Mufflers are installed within the exhaust system of most internal combustion engines. Mufflers are engineered as an acoustic device to reduce the loudness of the sound pressure created by the engine by acoustic quieting. Sound reduction techniques used in mufflers include: reactive silencing, resistive silencing, absorptive silencing, and shell damping. The noise of the hot exhaust gas exiting the engine can be abated by a series of passages and chambers lined with roving fiberglass insulation and/or resonating chambers harmonically tuned to cause destructive interference, wherein opposite sound waves cancel each other out.

The operation of an internal combustion engine produces distinct pulses of exhaust gas that exit through the exhaust pipes and the muffler. For example, a four-cylinder engine will have four high-pressure pulses for each operating cycle, a six-cylinder engine will emit six high-pressure pulses, and so on. These pulses are separated by a low-pressure pulse between them which functions as a scavenging mechanism for the next exhaust cycle from the cylinder. The exhaust system needs negative pressure waves so they help empty the cylinder of gases. The more distinct separate pulses in the exhaust system, the more positive the exhaust flow, and the more efficiently the exhaust gas is scavenged from each cylinder.

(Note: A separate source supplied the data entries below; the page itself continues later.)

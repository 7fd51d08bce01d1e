//! Runtime error types

use camera::CameraError;
use contracts::ContractError;
use recorder::RecorderError;
use sync_client::SyncError;
use thiserror::Error;

#[derive(Debug, Error)]
pub enum RuntimeError {
    #[error("camera startup failed: {0}")]
    Camera(#[from] CameraError),

    #[error("storage setup failed: {0}")]
    Storage(#[from] RecorderError),

    #[error("dashboard client setup failed: {0}")]
    Sync(#[from] SyncError),

    #[error(transparent)]
    Contract(#[from] ContractError),

    #[error("cannot {action} while {state}")]
    InvalidState {
        action: &'static str,
        state: &'static str,
    },

    #[error("startup cancelled by stop")]
    Cancelled,

    #[error("background task failed: {0}")]
    Task(String),
}

pub type Result<T> = std::result::Result<T, RuntimeError>;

The design of the exhaust systems and mufflers must compromise effective exhaust gas extraction and exhaust gas pressure, engine fuel efficiency and power, as well as noise suppression. A side effect of noise reduction is the restriction of the exhaust gas flow, which creates back pressure, which can decrease engine efficiency. This is because the engine exhaust must share the same complex exit pathway built inside the muffler as the sound pressure that the muffler is designed to mitigate. However, having some back pressure helps. Higher backpressure can also help nitrous oxides (NOx) emission reduction in some engines.

When engine performance is the main concern, the exhaust pipes and muffler should be large enough to facilitate breathing as well as small enough to create a high exhaust flow. The objective of a muffled high-performance exhaust system depends on two independent factors: "the pressure wave tuning from length/diameter selection, and minimizing backpressure by selecting mufflers of suitable flow capacity for the application."

Some aftermarket mufflers claim to increase engine output and/or reduce fuel consumption by slightly reduced back pressure. This usually entails less noise reduction (i.e., more noise). Greater muffler flow may increase engine power, but excess muffler flow capability provides no additional benefits and can be more expensive as well as being noisier.

==Regulations==
On May 18, 1905, the state of Oregon passed a law that required vehicles to have "a light, a muffler, and efficient brakes".

The legality of altering a motor vehicle's original equipment exhaust system varies by jurisdiction; in many developed countries such as the United States, Canada, and Australia, such modifications are highly regulated or strictly prohibited.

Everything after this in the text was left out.